就在這時候,一個清冷冷的聲音傳來:“小弟,今天這齣戲,你這個配角演得不錯。”
侯翔身子一滯慢慢回頭,嘿嘿笑着。
“勞先生,今天你導演的這齣戲,非常出色。”
金鐸面向侯家女皇,輕聲說道:“候副董,你說錯了。我只是個看死人物件的二把刀。我今天做的每一件事說的每一句話都是一個受僱人應該履行的工作職責。”
“如果你認爲我是主謀,我不敢反對。也不想辯解。”
候婉清依舊跟個瓷娃娃的坐在豪華座椅上冷冷看着金鐸。她那咔白的臉色叫人看得心痛,柔弱無助的樣子更是叫人不忍。
“我開除你是非常明智的選擇。”
“因爲你比我想象中更陰險。尤其是你的報復心。”
金鐸坦然承受,不做迴應。
慢慢地,候婉清從暖手袋裡探出雙手輕聲說道:“我的小弟侯翔先生我很清楚,以他的智商想不到這樣的法子。”
侯翔頓時大怒。
“你的計策用得非常好。
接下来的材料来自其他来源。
//! Application configuration management.

use serde::Deserialize;

/// Application configuration.
#[derive(Debug, Clone, Deserialize)]
pub struct AppConfig {
    /// Record store configuration.
    #[serde(default)]
    pub store: StoreConfig,
    /// Pagination configuration.
    #[serde(default)]
    pub pagination: PaginationConfig,
}

/// Record store configuration.
#[derive(Debug, Clone, Deserialize)]
pub struct StoreConfig {
    /// Maximum time to wait for an account row lock, in milliseconds.
    /// A timed-out wait is surfaced as a retryable contention error.
    #[serde(default = "default_lock_wait_ms")]
    pub lock_wait_ms: u64,
}

fn default_lock_wait_ms() -> u64 {
    250
}

impl Default for StoreConfig {
    fn default() -> Self {
        Self {
            lock_wait_ms: default_lock_wait_ms(),
        }
    }
}

/// Pagination configuration.
#[derive(Debug, Clone, Deserialize)]
pub struct PaginationConfig {
    /// Default page size when the caller does not supply a limit.
    #[serde(default = "default_limit")]
    pub default_limit: u64,
}

fn default_limit() -> u64 {
    10
}

impl Default for PaginationConfig {
    fn default() -> Self {
        Self {
            default_limit: default_limit(),
        }
    }
}

impl Default for AppConfig {
    fn default() -> Self {
        Self {
            store: StoreConfig::default(),
            pagination: PaginationConfig::default(),
        }
    }
}

impl AppConfig {
    /// Loads configuration from environment and config files.
    ///
    /// # Errors
    ///
    /// Returns an error if configuration cannot be loaded.
    pub fn load() -> Result<Self, config::ConfigError> {
        let run_mode = std::env::var("RUN_MODE").unwrap_or_else(|_| "development".to_string());

        let config = config::Config::builder()
            .add_source(config::File::with_name("config/default").required(false))
            .add_source(config::File::with_name(&format!("config/{run_mode}")).required(false))
            .add_source(config::Environment::with_prefix("MONETA").separator("__"))
            .build()?;

        config.try_deserialize()
    }
}
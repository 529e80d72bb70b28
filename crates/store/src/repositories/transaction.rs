//! Transaction repository for listing and bookkeeping operations that do
//! not move balances.

use std::sync::Arc;

use chrono::NaiveDate;
use tracing::debug;

use moneta_core::ledger::{LedgerError, TransactionKind};
use moneta_shared::types::{Page, PageQuery, TransactionId, UserId};

use crate::memory::MemoryStore;
use crate::records::TransactionRecord;

/// Filter options for listing transactions. All criteria are optional and
/// combine with AND; date bounds are inclusive.
#[derive(Debug, Clone, Default)]
pub struct TransactionFilter {
    /// Filter by date range start.
    pub start_date: Option<NaiveDate>,
    /// Filter by date range end.
    pub end_date: Option<NaiveDate>,
    /// Filter by transaction kind.
    pub kind: Option<TransactionKind>,
}

impl TransactionFilter {
    /// Whether a record satisfies every set criterion.
    #[must_use]
    pub fn matches(&self, record: &TransactionRecord) -> bool {
        if let Some(start) = self.start_date {
            if record.date < start {
                return false;
            }
        }
        if let Some(end) = self.end_date {
            if record.date > end {
                return false;
            }
        }
        if let Some(kind) = self.kind {
            if record.kind != kind {
                return false;
            }
        }
        true
    }
}

/// Transaction repository.
#[derive(Clone)]
pub struct TransactionRepository {
    store: Arc<MemoryStore>,
}

impl TransactionRepository {
    /// Creates a new transaction repository.
    #[must_use]
    pub fn new(store: Arc<MemoryStore>) -> Self {
        Self { store }
    }

    /// Lists the user's transactions matching the filter, newest first.
    ///
    /// `total` counts every match, independent of the page window. A window
    /// past the end yields an empty page with the real total.
    #[must_use]
    pub fn list_transactions(
        &self,
        user_id: UserId,
        filter: &TransactionFilter,
        page: PageQuery,
    ) -> Page<TransactionRecord> {
        let (data, total) = self
            .store
            .find_transactions(user_id, filter, page.skip, page.limit);
        debug!(%user_id, total, returned = data.len(), "listed transactions");
        Page::new(data, total)
    }

    /// Finds one transaction scoped to its owner.
    ///
    /// # Errors
    ///
    /// Returns `TransactionNotFound` when absent or owned by another user.
    pub fn find_transaction(
        &self,
        user_id: UserId,
        id: TransactionId,
    ) -> Result<TransactionRecord, LedgerError> {
        self.store
            .find_transaction(user_id, id)
            .ok_or(LedgerError::TransactionNotFound(id))
    }

    /// Removes one transaction. Balances are left untouched; callers that
    /// want the books to reflect the removal must revert through an edit
    /// first.
    ///
    /// # Errors
    ///
    /// Returns `TransactionNotFound` when absent or owned by another user.
    pub fn remove_transaction(
        &self,
        user_id: UserId,
        id: TransactionId,
    ) -> Result<TransactionRecord, LedgerError> {
        let removed = self.store.remove_transaction(user_id, id)?;
        debug!(%user_id, transaction_id = %id, "removed transaction");
        Ok(removed)
    }

    /// Toggles the soft-hide flag. Hidden transactions still count toward
    /// balances and reports.
    ///
    /// # Errors
    ///
    /// Returns `TransactionNotFound` when absent or owned by another user.
    pub fn set_hidden(
        &self,
        user_id: UserId,
        id: TransactionId,
        hide: bool,
    ) -> Result<TransactionRecord, LedgerError> {
        let mut record = self
            .store
            .find_transaction(user_id, id)
            .ok_or(LedgerError::TransactionNotFound(id))?;
        record.hide = hide;
        self.store.save_transaction(record.clone());
        Ok(record)
    }
}
//! Application-wide error types.

use thiserror::Error;

/// Result type alias using `AppError`.
pub type AppResult<T> = Result<T, AppError>;

/// Application error types.
#[derive(Debug, Error)]
pub enum AppError {
    /// Resource not found (or not owned by the caller).
    #[error("Not found: {0}")]
    NotFound(String),

    /// Validation error (malformed request payload).
    #[error("Validation error: {0}")]
    Validation(String),

    /// Business rule violation (e.g. insufficient funds).
    #[error("Business rule violation: {0}")]
    BusinessRule(String),

    /// Lock contention; the operation may be retried by the caller.
    #[error("Contention: {0}")]
    Contention(String),

    /// Storage error.
    #[error("Storage error: {0}")]
    Storage(String),

    /// Internal error.
    #[error("Internal error: {0}")]
    Internal(String),
}

impl AppError {
    /// Returns the HTTP status code for this error.
    #[must_use]
    pub const fn status_code(&self) -> u16 {
        match self {
            Self::NotFound(_) => 404,
            Self::Validation(_) => 400,
            Self::BusinessRule(_) => 422,
            Self::Contention(_) => 409,
            Self::Storage(_) | Self::Internal(_) => 500,
        }
    }

    /// Returns the error code for API responses.
    #[must_use]
    pub const fn error_code(&self) -> &'static str {
        match self {
            Self::NotFound(_) => "NOT_FOUND",
            Self::Validation(_) => "VALIDATION_ERROR",
            Self::BusinessRule(_) => "BUSINESS_RULE_VIOLATION",
            Self::Contention(_) => "CONTENTION",
            Self::Storage(_) => "STORAGE_ERROR",
            Self::Internal(_) => "INTERNAL_ERROR",
        }
    }

    /// Returns true if the caller may safely resubmit the identical request.
    ///
    /// Only contention failures are retryable; the balance-mutating
    /// operations are not idempotent, so an ambiguous outcome is surfaced
    /// to the caller rather than retried here.
    #[must_use]
    pub const fn is_retryable(&self) -> bool {
        matches!(self, Self::Contention(_))
    }
}
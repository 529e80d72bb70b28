//! The ledger engine: every operation that moves account balances.
//!
//! Each operation follows the same shape: validate the payload, lock the
//! affected account rows, run every check against the locked state, and
//! only then mutate. A failed check leaves balances and the transaction
//! log untouched.

use std::collections::HashMap;
use std::sync::Arc;

use chrono::Utc;
use tracing::info;

use moneta_core::ledger::{
    validate_edit, validate_entry, validate_transfer, BalanceDelta, EditPayload, EntryPayload,
    LedgerError, TransactionEffect, TransactionKind, TransferPayload,
};
use moneta_shared::types::{AccountId, BalanceMap, TransactionId, UserId};

use crate::memory::{LockedAccounts, MemoryStore};
use crate::records::TransactionRecord;

/// Ledger engine over the record store.
#[derive(Clone)]
pub struct LedgerRepository {
    store: Arc<MemoryStore>,
}

impl LedgerRepository {
    /// Creates a new ledger engine.
    #[must_use]
    pub fn new(store: Arc<MemoryStore>) -> Self {
        Self { store }
    }

    /// Records an income against one account, crediting its currency
    /// bucket with the magnitude.
    ///
    /// # Errors
    ///
    /// `NonPositiveAmount` for a bad magnitude, `AccountNotFound` for a
    /// missing or foreign account, `CurrencyNotFound` when the currency is
    /// not initialised on the account, `Contention` on a lock timeout.
    pub async fn record_income(
        &self,
        user_id: UserId,
        payload: EntryPayload,
    ) -> Result<TransactionRecord, LedgerError> {
        validate_entry(&payload)?;
        let effect = TransactionEffect::Income {
            account_id: payload.account_id,
            currency: payload.currency_code.clone(),
            amount: payload.amount,
        };
        self.record_entry(user_id, TransactionKind::Income, effect, payload)
            .await
    }

    /// Records an expense against one account, debiting its currency
    /// bucket. Overdraft is allowed: the balance may go negative.
    ///
    /// # Errors
    ///
    /// Same failure set as `record_income`.
    pub async fn record_expense(
        &self,
        user_id: UserId,
        payload: EntryPayload,
    ) -> Result<TransactionRecord, LedgerError> {
        validate_entry(&payload)?;
        let effect = TransactionEffect::Expense {
            account_id: payload.account_id,
            currency: payload.currency_code.clone(),
            amount: payload.amount,
        };
        self.record_entry(user_id, TransactionKind::Expense, effect, payload)
            .await
    }

    async fn record_entry(
        &self,
        user_id: UserId,
        kind: TransactionKind,
        effect: TransactionEffect,
        payload: EntryPayload,
    ) -> Result<TransactionRecord, LedgerError> {
        let mut locked = self
            .store
            .lock_accounts(user_id, &[payload.account_id])
            .await?;
        let account = locked
            .get(payload.account_id)
            .ok_or(LedgerError::AccountNotFound(payload.account_id))?;
        if !account.balance.contains(&payload.currency_code) {
            return Err(LedgerError::CurrencyNotFound {
                account_id: payload.account_id,
                currency: payload.currency_code.clone(),
            });
        }

        apply_deltas(&mut locked, &effect.apply());

        let record = self.store.insert_transaction(TransactionRecord {
            id: TransactionId::new(),
            user_id,
            kind,
            amount: kind.signed_amount(payload.amount),
            currency: payload.currency_code,
            date: payload.date,
            description: payload.description,
            tags: payload.tags,
            account_id: Some(payload.account_id),
            account_from: None,
            account_to: None,
            related_source: None,
            hide: false,
            created_at: Utc::now(),
            seq: 0,
        });

        info!(
            %user_id,
            transaction_id = %record.id,
            kind = %kind,
            amount = %record.amount,
            currency = %record.currency,
            "recorded entry"
        );
        Ok(record)
    }

    /// Moves money between two accounts of the same user in the source
    /// account's currency. The destination bucket is created at zero if
    /// absent; the source must hold at least the transferred magnitude.
    ///
    /// # Errors
    ///
    /// `NonPositiveAmount` or `SelfTransfer` for a bad payload,
    /// `AccountNotFound` for a missing or foreign account,
    /// `CurrencyNotFound` when the source lacks the currency,
    /// `InsufficientFunds` when the source bucket is short, `Contention`
    /// on a lock timeout.
    pub async fn record_transfer(
        &self,
        user_id: UserId,
        payload: TransferPayload,
    ) -> Result<TransactionRecord, LedgerError> {
        validate_transfer(&payload)?;

        let mut locked = self
            .store
            .lock_accounts(user_id, &[payload.from_account_id, payload.to_account_id])
            .await?;

        let source = locked
            .get(payload.from_account_id)
            .ok_or(LedgerError::AccountNotFound(payload.from_account_id))?;
        if !source.balance.contains(&payload.from_currency_code) {
            return Err(LedgerError::CurrencyNotFound {
                account_id: payload.from_account_id,
                currency: payload.from_currency_code.clone(),
            });
        }
        let available = source.balance.amount_or_zero(&payload.from_currency_code);
        if available < payload.amount {
            return Err(LedgerError::InsufficientFunds {
                account_id: payload.from_account_id,
                currency: payload.from_currency_code.clone(),
                available,
                requested: payload.amount,
            });
        }
        let description = payload
            .description
            .unwrap_or_else(|| format!("Transfer from {}", payload.from_account_id));

        let effect = TransactionEffect::Transfer {
            from: payload.from_account_id,
            to: payload.to_account_id,
            currency: payload.from_currency_code.clone(),
            amount: payload.amount,
        };
        apply_deltas(&mut locked, &effect.apply());

        let record = self.store.insert_transaction(TransactionRecord {
            id: TransactionId::new(),
            user_id,
            kind: TransactionKind::Transfer,
            amount: payload.amount,
            currency: payload.from_currency_code,
            date: payload.date,
            description,
            tags: payload.tags,
            account_id: None,
            account_from: Some(payload.from_account_id),
            account_to: Some(payload.to_account_id),
            related_source: Some(payload.from_account_id),
            hide: false,
            created_at: Utc::now(),
            seq: 0,
        });

        info!(
            %user_id,
            transaction_id = %record.id,
            from = %payload.from_account_id,
            to = %payload.to_account_id,
            amount = %record.amount,
            currency = %record.currency,
            "recorded transfer"
        );
        Ok(record)
    }

    /// Edits an existing transaction in place: the old effect is reverted
    /// under the old currency and amount, then the new effect applied under
    /// the new ones, as one atomic unit. The kind and account references
    /// are immutable.
    ///
    /// Editing with the original values is an exact no-op on balances.
    ///
    /// # Errors
    ///
    /// `NonPositiveAmount` for a bad magnitude, `TransactionNotFound` for
    /// a missing or foreign transaction, `InsufficientFunds` when
    /// reapplying a transfer overdraws the source, `MalformedTransaction`
    /// for inconsistent stored references, `Contention` on a lock timeout.
    pub async fn edit_transaction(
        &self,
        user_id: UserId,
        id: TransactionId,
        payload: EditPayload,
    ) -> Result<TransactionRecord, LedgerError> {
        validate_edit(&payload)?;

        let stored = self
            .store
            .find_transaction(user_id, id)
            .ok_or(LedgerError::TransactionNotFound(id))?;
        let old_effect = stored.effect()?;

        let mut locked = self
            .store
            .lock_accounts(user_id, &old_effect.accounts())
            .await?;

        // Re-read under the row locks. The account references are
        // immutable, so the lock set cannot have changed since the first
        // read even if a concurrent edit slipped in between.
        let mut stored = self
            .store
            .find_transaction(user_id, id)
            .ok_or(LedgerError::TransactionNotFound(id))?;
        let old_effect = stored.effect()?;
        let new_effect = old_effect.with_terms(payload.currency_code.clone(), payload.amount);

        // Stage revert plus reapply on copies, checking as we go; the
        // locked rows are only written once everything has passed.
        let mut staged: HashMap<AccountId, BalanceMap> = old_effect
            .accounts()
            .into_iter()
            .map(|account_id| {
                locked
                    .get(account_id)
                    .map(|account| (account_id, account.balance.clone()))
                    .ok_or(LedgerError::AccountNotFound(account_id))
            })
            .collect::<Result<_, _>>()?;
        for delta in old_effect.revert() {
            if let Some(balance) = staged.get_mut(&delta.account_id) {
                balance.add(delta.currency, delta.amount);
            }
        }

        // Reapply creates the new currency key at a zero basis when it is
        // absent; only a transfer re-checks source sufficiency against the
        // reverted balance.
        if let TransactionEffect::Transfer { from, currency, amount, .. } = &new_effect {
            let balance = staged
                .get(from)
                .ok_or(LedgerError::AccountNotFound(*from))?;
            let available = balance.amount_or_zero(currency);
            if available < *amount {
                return Err(LedgerError::InsufficientFunds {
                    account_id: *from,
                    currency: currency.clone(),
                    available,
                    requested: *amount,
                });
            }
        }
        for delta in new_effect.apply() {
            if let Some(balance) = staged.get_mut(&delta.account_id) {
                balance.add(delta.currency, delta.amount);
            }
        }

        // Commit: write the staged balances through the held guards, then
        // the updated record.
        let now = Utc::now();
        for (account_id, balance) in staged {
            if let Some(account) = locked.get_mut(account_id) {
                account
                    .currencies
                    .extend(balance.iter().map(|(currency, _)| currency.clone()));
                account.balance = balance;
                account.updated_at = now;
            }
        }
        stored.amount = stored.kind.signed_amount(payload.amount);
        stored.currency = payload.currency_code;
        stored.description = payload.description;
        stored.tags = payload.tags;
        stored.date = payload.date;
        self.store.save_transaction(stored.clone());

        info!(
            %user_id,
            transaction_id = %id,
            amount = %stored.amount,
            currency = %stored.currency,
            "edited transaction"
        );
        Ok(stored)
    }
}

/// Writes a set of deltas through the held account guards, bumping the
/// touched rows' update timestamps. A newly created balance key also
/// declares the currency on the account.
fn apply_deltas(locked: &mut LockedAccounts, deltas: &[BalanceDelta]) {
    let now = Utc::now();
    for delta in deltas {
        if let Some(account) = locked.get_mut(delta.account_id) {
            account.balance.add(delta.currency.clone(), delta.amount);
            account.currencies.insert(delta.currency.clone());
            account.updated_at = now;
        }
    }
}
充分發揮了你的最強項,充分合理的利用了你們神州新出的法則。”
“要是在商場上,你是一位不容小覷的對手,我很有興趣跟你鬥一鬥。相信會很精彩。”
候婉清安靜如昔,但威穆卻是活脫脫的一位女皇。
“可惜,你的能力也就止步於此。”
侯翔嗯了一聲,看着自己老姐的樣子,心尖頓顫。
侯婉清直視金鐸,冷冷說道:“你算錯了一步棋,讓你搬起石頭砸自己的腳。”
說着候婉清冷冷撇了侯翔一眼:“資格鑑定證書!”
侯翔眨眨眼,滿臉懵逼疑惑。方嘉銘幾個人互相對視同樣一臉困惑。
慢慢地,候婉清站了起來,輕擡玉首看着金鐸,咔白慘淡的臉突然泛起一幕潮紅,徑自比那加了砒霜的九桃更要顯然嬌嫩七分,嬌豔欲滴。
“勞先生,你的鑑定資格證書在哪?我也想看看。”
聽到這話,嶽姓古董商幾個人噝了聲,頓時如夢初醒。
方嘉銘呆了呆,一下子眼眶撐大,暗裡罵了自己一句蠢貨,陰鷙的臉上陰測測笑着:“勞大師,您剛纔也鑑定了青花穿鳳凰盤和茶入,請問您的鑑定資格證在哪?”
方嘉銘的話剛剛說完,嶽姓古董商幾個人跳將起來對着金鐸就是一通亂指狂戳。
“哈哈,大哥別說二哥。兩個都差不多。你的鑑定資格證又在哪?”
“拿你的鑑定資格出來。”
“你跟我們都一樣,都沒鑑定資格。若不是候副董差點被你個二把刀奸計得逞。”
方嘉銘向候婉清投去最感激的神色,望向金鐸眼裡卻是充滿了暴虐與焚天怒火。
“勞大師,我要看你的鑑定資格證書。”
“請——把你的鑑定資格證證書拿出來!”
方嘉銘一夥人怒氣沖霄大聲叫吼:“拿出來!”
“拿不出來你就是騙子。你這輩子都別想再沾古玩古董。”
“老實回家種田挑大糞吧你。”
嶽姓古董商跳得最爲歡實厲害,指着金鐸鼻子大罵口水四濺:“想威脅我們?你他媽敢威脅我們?”
“老子豁出這張皮捨去這輩子的買賣不要,老子也要把你趕出古玩行。”
其他人更是附和大叫:“對。打電話給認識的所有人,把這個人趕出古玩行。”
“誰要是敢跟姓勞的做生意買賣,就是和我們所有人爲敵。”
各種惡毒污穢言語從各個古董商嘴裡噴出來,極盡羞辱!
面對無數人的攻訐,金鐸完全無動於衷。
“殺敵三千自損八百。勞先生,你還有什麼要說的嗎?”
候婉清鮮嫩水蜜桃的臉上現出一縷蒼白。在候婉清眼裡,此時的金鐸就像是頭待宰的羔羊。